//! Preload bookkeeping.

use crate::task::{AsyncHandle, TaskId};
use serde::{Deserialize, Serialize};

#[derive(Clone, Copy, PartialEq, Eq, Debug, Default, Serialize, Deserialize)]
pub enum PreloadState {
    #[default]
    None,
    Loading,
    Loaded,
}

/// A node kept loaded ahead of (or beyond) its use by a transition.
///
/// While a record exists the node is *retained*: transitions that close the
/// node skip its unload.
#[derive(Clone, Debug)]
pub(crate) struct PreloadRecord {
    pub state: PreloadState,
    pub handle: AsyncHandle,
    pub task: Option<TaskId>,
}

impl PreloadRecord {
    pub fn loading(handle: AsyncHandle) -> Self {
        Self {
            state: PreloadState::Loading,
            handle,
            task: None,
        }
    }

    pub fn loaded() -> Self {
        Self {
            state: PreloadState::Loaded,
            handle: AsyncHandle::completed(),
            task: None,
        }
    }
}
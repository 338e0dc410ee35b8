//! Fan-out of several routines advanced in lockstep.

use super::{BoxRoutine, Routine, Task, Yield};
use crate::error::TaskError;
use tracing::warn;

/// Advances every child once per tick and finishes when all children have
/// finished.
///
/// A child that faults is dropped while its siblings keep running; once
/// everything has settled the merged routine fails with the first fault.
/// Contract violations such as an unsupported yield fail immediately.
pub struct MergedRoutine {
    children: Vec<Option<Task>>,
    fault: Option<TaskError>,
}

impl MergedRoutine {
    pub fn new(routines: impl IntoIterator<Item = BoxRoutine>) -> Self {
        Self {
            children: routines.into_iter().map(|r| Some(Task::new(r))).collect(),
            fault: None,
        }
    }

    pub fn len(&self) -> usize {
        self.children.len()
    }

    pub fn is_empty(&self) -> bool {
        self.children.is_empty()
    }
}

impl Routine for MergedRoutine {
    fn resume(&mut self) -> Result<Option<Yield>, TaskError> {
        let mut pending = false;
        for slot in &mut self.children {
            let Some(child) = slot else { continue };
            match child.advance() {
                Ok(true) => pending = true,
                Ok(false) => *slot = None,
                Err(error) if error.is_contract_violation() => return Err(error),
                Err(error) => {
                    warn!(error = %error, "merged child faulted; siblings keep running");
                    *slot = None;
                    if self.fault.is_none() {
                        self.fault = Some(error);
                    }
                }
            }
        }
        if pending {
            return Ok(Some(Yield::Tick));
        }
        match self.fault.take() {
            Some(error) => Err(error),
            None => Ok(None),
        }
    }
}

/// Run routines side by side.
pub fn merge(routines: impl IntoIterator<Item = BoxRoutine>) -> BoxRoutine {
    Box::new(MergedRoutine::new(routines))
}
————
WHAT TO PRODUCE: Copy out every line of the material above that mentions the word "crate".

YOUR RESPONSE:
use crate::task::{AsyncHandle, TaskId};
pub(crate) struct PreloadRecord {
use crate::error::TaskError;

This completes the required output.